→ What needs to be done: Search the entries below for the word "ProgressCallback", then copy each line in which it is found.

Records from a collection
▼
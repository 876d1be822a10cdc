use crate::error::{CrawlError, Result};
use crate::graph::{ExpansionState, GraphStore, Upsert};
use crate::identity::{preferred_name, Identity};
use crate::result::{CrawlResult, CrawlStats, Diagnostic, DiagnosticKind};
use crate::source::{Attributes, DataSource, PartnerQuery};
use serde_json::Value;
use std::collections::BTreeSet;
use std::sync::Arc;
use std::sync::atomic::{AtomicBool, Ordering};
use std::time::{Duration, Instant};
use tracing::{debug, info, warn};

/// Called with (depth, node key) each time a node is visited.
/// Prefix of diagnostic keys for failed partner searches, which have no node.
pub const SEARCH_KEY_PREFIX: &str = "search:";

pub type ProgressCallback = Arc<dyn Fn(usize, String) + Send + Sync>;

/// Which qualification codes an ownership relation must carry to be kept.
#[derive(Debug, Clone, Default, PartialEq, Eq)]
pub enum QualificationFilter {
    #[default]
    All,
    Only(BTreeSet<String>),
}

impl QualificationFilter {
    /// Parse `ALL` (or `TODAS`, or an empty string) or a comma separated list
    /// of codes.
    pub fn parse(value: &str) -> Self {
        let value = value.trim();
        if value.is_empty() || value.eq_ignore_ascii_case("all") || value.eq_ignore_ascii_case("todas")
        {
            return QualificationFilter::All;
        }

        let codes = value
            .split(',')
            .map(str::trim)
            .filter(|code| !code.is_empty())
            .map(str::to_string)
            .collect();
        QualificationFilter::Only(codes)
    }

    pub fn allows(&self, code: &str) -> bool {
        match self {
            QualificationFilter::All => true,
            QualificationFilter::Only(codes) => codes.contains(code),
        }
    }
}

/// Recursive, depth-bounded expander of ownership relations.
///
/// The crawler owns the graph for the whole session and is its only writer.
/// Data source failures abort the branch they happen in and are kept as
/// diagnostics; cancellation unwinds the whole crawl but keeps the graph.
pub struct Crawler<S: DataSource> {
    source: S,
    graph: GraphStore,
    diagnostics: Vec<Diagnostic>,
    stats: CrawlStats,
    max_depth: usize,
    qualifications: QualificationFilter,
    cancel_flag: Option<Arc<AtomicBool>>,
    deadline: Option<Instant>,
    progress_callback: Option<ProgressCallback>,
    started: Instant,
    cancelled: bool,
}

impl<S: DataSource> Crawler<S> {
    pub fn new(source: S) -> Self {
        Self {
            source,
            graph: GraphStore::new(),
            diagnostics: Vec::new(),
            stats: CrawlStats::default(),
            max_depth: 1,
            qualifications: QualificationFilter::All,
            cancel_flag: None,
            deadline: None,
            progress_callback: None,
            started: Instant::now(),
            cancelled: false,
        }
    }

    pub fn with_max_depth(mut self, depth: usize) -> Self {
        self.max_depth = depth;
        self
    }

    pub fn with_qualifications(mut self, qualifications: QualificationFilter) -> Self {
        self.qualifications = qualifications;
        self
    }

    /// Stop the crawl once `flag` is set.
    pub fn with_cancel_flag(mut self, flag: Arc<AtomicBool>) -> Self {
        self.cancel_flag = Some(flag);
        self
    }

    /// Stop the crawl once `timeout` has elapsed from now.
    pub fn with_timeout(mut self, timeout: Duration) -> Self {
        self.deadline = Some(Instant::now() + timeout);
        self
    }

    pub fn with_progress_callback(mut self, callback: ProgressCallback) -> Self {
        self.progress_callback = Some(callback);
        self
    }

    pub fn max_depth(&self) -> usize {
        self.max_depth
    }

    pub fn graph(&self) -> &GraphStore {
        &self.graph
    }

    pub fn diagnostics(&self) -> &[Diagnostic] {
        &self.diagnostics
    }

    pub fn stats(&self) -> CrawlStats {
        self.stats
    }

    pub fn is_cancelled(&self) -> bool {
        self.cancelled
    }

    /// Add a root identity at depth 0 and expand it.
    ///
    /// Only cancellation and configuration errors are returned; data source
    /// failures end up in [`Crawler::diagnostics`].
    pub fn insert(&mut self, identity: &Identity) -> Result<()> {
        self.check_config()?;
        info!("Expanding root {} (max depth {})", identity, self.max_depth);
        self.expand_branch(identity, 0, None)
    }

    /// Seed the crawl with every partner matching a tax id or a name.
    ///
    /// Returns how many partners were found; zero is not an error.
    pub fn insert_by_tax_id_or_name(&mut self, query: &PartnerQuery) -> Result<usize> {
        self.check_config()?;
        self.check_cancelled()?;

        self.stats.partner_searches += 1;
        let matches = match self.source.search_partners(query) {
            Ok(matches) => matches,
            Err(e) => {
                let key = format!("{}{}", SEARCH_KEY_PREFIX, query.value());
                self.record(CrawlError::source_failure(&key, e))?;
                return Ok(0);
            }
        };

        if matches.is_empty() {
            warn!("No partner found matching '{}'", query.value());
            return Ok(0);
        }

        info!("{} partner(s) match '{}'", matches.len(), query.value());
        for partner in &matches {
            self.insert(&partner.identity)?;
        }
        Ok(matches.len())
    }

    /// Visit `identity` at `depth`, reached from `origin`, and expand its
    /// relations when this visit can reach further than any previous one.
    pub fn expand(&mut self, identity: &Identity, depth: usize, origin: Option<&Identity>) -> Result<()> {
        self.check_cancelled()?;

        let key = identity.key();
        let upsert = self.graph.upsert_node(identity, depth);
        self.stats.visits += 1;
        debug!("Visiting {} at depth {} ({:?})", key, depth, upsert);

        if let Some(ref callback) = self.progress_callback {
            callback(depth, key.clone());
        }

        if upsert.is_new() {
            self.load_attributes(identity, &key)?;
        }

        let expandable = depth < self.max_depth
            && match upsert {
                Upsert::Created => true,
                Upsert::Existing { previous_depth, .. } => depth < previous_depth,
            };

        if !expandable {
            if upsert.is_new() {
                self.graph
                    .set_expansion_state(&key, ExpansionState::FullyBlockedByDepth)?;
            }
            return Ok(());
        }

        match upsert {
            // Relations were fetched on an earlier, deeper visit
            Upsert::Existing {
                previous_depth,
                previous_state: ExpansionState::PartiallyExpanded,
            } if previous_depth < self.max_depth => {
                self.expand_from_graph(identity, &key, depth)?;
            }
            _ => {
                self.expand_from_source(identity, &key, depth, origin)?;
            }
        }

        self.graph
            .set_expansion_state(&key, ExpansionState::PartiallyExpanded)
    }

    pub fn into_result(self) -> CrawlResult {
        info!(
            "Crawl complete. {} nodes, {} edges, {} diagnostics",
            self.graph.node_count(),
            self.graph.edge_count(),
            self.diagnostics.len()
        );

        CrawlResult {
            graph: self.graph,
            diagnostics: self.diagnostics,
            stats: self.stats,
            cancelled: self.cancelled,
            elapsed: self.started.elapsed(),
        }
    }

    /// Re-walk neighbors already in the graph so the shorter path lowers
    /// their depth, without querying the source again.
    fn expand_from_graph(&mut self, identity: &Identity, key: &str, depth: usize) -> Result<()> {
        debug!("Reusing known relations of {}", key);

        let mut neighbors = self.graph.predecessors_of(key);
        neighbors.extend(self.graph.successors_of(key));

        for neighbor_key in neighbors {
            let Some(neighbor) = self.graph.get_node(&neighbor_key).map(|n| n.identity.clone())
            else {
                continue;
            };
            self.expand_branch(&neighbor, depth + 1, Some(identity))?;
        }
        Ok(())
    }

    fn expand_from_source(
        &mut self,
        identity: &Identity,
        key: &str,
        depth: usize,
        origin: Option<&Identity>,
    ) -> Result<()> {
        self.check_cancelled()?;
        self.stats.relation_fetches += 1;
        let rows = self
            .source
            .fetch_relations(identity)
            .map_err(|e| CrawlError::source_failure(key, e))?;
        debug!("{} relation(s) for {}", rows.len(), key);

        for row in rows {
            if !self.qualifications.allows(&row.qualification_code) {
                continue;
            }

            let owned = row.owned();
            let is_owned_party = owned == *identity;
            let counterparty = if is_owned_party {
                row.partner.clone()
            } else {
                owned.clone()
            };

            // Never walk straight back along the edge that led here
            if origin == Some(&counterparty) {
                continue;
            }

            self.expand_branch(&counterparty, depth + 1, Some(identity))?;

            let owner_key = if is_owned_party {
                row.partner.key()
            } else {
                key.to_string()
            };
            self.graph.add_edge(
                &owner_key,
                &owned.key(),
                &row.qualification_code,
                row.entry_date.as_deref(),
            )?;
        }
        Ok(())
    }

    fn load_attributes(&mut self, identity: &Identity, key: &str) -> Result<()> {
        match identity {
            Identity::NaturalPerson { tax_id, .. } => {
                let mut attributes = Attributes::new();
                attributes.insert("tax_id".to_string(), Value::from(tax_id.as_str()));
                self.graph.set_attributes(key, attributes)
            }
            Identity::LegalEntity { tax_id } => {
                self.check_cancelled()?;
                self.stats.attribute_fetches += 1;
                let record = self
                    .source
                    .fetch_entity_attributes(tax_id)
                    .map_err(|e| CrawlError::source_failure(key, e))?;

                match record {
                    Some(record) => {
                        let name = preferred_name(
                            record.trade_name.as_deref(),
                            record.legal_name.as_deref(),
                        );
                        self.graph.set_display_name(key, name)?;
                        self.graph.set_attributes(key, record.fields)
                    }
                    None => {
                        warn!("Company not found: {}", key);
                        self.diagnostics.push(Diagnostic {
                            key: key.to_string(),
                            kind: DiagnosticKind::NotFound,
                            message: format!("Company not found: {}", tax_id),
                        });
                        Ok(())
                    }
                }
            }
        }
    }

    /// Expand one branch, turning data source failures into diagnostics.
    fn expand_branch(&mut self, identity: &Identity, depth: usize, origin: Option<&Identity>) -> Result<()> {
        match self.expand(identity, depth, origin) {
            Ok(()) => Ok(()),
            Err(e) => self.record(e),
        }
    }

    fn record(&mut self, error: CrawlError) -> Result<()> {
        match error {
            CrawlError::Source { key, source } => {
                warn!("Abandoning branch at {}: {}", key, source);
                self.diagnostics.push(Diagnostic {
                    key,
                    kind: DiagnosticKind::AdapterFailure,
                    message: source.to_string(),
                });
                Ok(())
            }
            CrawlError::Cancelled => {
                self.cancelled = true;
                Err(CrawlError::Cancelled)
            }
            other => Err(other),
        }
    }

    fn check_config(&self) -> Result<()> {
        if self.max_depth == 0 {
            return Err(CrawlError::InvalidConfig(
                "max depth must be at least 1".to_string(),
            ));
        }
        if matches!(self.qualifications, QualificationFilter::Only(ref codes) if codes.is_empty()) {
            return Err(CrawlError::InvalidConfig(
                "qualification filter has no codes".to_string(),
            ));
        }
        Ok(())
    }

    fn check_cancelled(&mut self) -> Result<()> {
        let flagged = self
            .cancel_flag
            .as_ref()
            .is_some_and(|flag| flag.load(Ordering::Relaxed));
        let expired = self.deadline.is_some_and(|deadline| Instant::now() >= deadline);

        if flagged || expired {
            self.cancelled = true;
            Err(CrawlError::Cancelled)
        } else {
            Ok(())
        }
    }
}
▲
▼
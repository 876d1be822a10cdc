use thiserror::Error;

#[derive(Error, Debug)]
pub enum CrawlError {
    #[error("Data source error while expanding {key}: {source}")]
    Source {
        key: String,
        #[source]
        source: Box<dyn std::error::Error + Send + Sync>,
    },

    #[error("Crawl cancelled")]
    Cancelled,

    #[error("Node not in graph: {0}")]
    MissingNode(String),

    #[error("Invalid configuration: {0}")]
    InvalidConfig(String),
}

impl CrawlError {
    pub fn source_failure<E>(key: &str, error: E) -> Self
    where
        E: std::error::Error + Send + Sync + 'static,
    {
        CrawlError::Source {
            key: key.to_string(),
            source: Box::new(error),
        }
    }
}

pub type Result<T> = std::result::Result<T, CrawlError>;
▲
→ Exercise solution:
pub type ProgressCallback = Arc<dyn Fn(usize, String) + Send + Sync>;
    progress_callback: Option<ProgressCallback>,
    pub fn with_progress_callback(mut self, callback: ProgressCallback) -> Self {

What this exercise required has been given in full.